A Grado, in provincia di Gorizia, sono stati recuperati 53 reperti archeologici di diversa provenienza. Tra i ritrovamenti più importanti due colli di anfore che risalgono al V-VI secolo d.C, due colli di anfore vinarie risalienti al periodo tra il I secolo a.C. e il I secolo d.C. e un fondo di ceramica a impasto grezzo. Il merito della scoperta va all’operazione avviata a metà luglio dall’Arma dei Carabinieri e i militari del Nucleo Tutela Patrimonio Culturale di Udine. Portati in superficie anche frammenti di vasellame e altre parti di anfore che si trovavano lungo il canale delle Mee. Tutti i manufatti recuperati sono stati consegnati alla Soprintendenza Archeologia, Belle Arti e Paesaggio del Friuli Venezia Giulia che procederà alla desalinizzazione, alla pulizia, al catalogo e infine al restauro. Il professor Massimo Capulli del Dipartimento di Studi Umanistici e del Patrimonio Culturale dell’Università di Udina ha avanzato l’ipotesi secondo cui ci possono essere ancora due relitti da scoprire.
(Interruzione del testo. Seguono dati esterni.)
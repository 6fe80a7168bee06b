//! Element-wise reduction primitives over datatype layouts, and the
//! built-in host [`LocalCombiner`].

use crate::datatype::TypeLayout;
use crate::delegate::LocalCombiner;
use crate::error::{AccelError, Result};
use crate::types::{DataType, ReduceOp, SendBuf};

/// Trait for types that support the four reduction operations.
pub(crate) trait Reducible: Copy + 'static {
    fn reduce(a: Self, b: Self, op: ReduceOp) -> Self;
}

macro_rules! impl_reducible {
    (int: $($ty:ty),*) => {
        $(
            impl Reducible for $ty {
                #[inline]
                fn reduce(a: Self, b: Self, op: ReduceOp) -> Self {
                    match op {
                        ReduceOp::Sum => a.wrapping_add(b),
                        ReduceOp::Prod => a.wrapping_mul(b),
                        ReduceOp::Min => a.min(b),
                        ReduceOp::Max => a.max(b),
                    }
                }
            }
        )*
    };
    (float: $($ty:ty),*) => {
        $(
            impl Reducible for $ty {
                #[inline]
                fn reduce(a: Self, b: Self, op: ReduceOp) -> Self {
                    match op {
                        ReduceOp::Sum => a + b,
                        ReduceOp::Prod => a * b,
                        ReduceOp::Min => a.min(b),
                        ReduceOp::Max => a.max(b),
                    }
                }
            }
        )*
    };
}

impl_reducible!(int: i8, i32, i64, u8, u32, u64);
impl_reducible!(float: f32, f64);

/// Whether the host primitives can combine `dtype`.
pub fn is_supported(dtype: DataType) -> bool {
    !matches!(dtype, DataType::F16 | DataType::BF16)
}

/// `dst[i] = op(dst[i], src[i])` for every element of `count` instances of
/// `layout`, addressed from the logical bases `dst_base` and `src_base`.
///
/// # Safety
/// Both bases must be valid host pointers over `layout.span(count)`.
pub unsafe fn reduce_layout(
    dst_base: u64,
    src_base: u64,
    count: usize,
    layout: &TypeLayout,
    op: ReduceOp,
) -> Result<()> {
    let offsets = layout.element_offsets(count);
    unsafe {
        match layout.elem() {
            DataType::F32 => reduce_typed::<f32>(dst_base, src_base, offsets, op),
            DataType::F64 => reduce_typed::<f64>(dst_base, src_base, offsets, op),
            DataType::I32 => reduce_typed::<i32>(dst_base, src_base, offsets, op),
            DataType::I64 => reduce_typed::<i64>(dst_base, src_base, offsets, op),
            DataType::U32 => reduce_typed::<u32>(dst_base, src_base, offsets, op),
            DataType::U64 => reduce_typed::<u64>(dst_base, src_base, offsets, op),
            DataType::I8 => reduce_typed::<i8>(dst_base, src_base, offsets, op),
            DataType::U8 => reduce_typed::<u8>(dst_base, src_base, offsets, op),
            dtype => {
                return Err(AccelError::UnsupportedDType {
                    dtype,
                    op: "reduce",
                });
            }
        }
    }
    Ok(())
}

/// Element-wise reduce on two span images: byte `j` of each slice is byte
/// `gap + j` relative to the logical base.
pub fn reduce_span(
    dst: &mut [u8],
    src: &[u8],
    count: usize,
    layout: &TypeLayout,
    op: ReduceOp,
) -> Result<()> {
    let span = layout.span(count);
    for len in [dst.len(), src.len()] {
        if len != span.bytes {
            return Err(AccelError::BufferSizeMismatch {
                expected: span.bytes,
                actual: len,
            });
        }
    }
    if span.is_empty() {
        return Ok(());
    }
    let dst_base = (dst.as_mut_ptr() as u64).wrapping_add_signed(-(span.gap as i64));
    let src_base = (src.as_ptr() as u64).wrapping_add_signed(-(span.gap as i64));
    unsafe { reduce_layout(dst_base, src_base, count, layout, op) }
}

/// Copy the element bytes of `count` instances from `src_base` to
/// `dst_base`, leaving the holes between elements untouched.
///
/// # Safety
/// `src_base` must be readable and `dst_base` writable over
/// `layout.span(count)`, and the two ranges must not overlap.
pub unsafe fn copy_elements(dst_base: u64, src_base: u64, count: usize, layout: &TypeLayout) {
    let esize = layout.elem().size_in_bytes();
    for off in layout.element_offsets(count) {
        let src = src_base.wrapping_add_signed(off as i64) as *const u8;
        let dst = dst_base.wrapping_add_signed(off as i64) as *mut u8;
        unsafe { std::ptr::copy_nonoverlapping(src, dst, esize) };
    }
}

/// # Safety
/// Every `base + offset` must address a `T` in valid host memory.
unsafe fn reduce_typed<T: Reducible>(
    dst_base: u64,
    src_base: u64,
    offsets: impl Iterator<Item = isize>,
    op: ReduceOp,
) {
    for off in offsets {
        let dst = dst_base.wrapping_add_signed(off as i64) as *mut T;
        let src = src_base.wrapping_add_signed(off as i64) as *const T;
        unsafe {
            let r = T::reduce(dst.read_unaligned(), src.read_unaligned(), op);
            dst.write_unaligned(r);
        }
    }
}

/// `LocalCombiner` for host memory. Combines in place on the receive buffer.
#[derive(Debug, Clone, Default)]
pub struct CpuCombiner;

impl CpuCombiner {
    pub fn new() -> Self {
        Self
    }
}

impl LocalCombiner for CpuCombiner {
    fn supports(&self, dtype: DataType, _op: ReduceOp) -> bool {
        is_supported(dtype)
    }

    unsafe fn combine(
        &self,
        send: SendBuf,
        recv: u64,
        count: usize,
        layout: &TypeLayout,
        op: ReduceOp,
    ) {
        // In place: the receive buffer already is the only contribution.
        let SendBuf::Ptr(src) = send else {
            return;
        };
        if let Err(e) = unsafe { reduce_layout(recv, src, count, layout, op) } {
            tracing::error!(dtype = %layout.elem(), %op, "local combine skipped: {e}");
        }
    }
}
L’Italia si conferma ancora una volta custode di importantissimi reperti archeologici che aspettano solo di essere scoperti. Questa volta però i resti non sono stati ritrovati a terra, ma nella laguna di Grado. Dalla metà del mese di luglio era iniziato un monitoraggio delle acque marine della zona con l’ausilio della Motovedetta CC 401 e ad una aliquota di 5 militari del Nucleo Subacquei Carabinieri di Genova. Il servizio è stato arricchito grazie alla collaborazione con la Soprintendenza Archeologia, Belle Arti e Paesaggio del Friuli Venezia Giulia di Trieste e il Dipartimento di Studi Umanistici del Patrimonio Culturale dell’Università di Udine, i quali già da anni sono impegnati nello studio di un’imbarcazione rinvenuta a 7 miglia al largo di Grado risalente al III secolo a.C.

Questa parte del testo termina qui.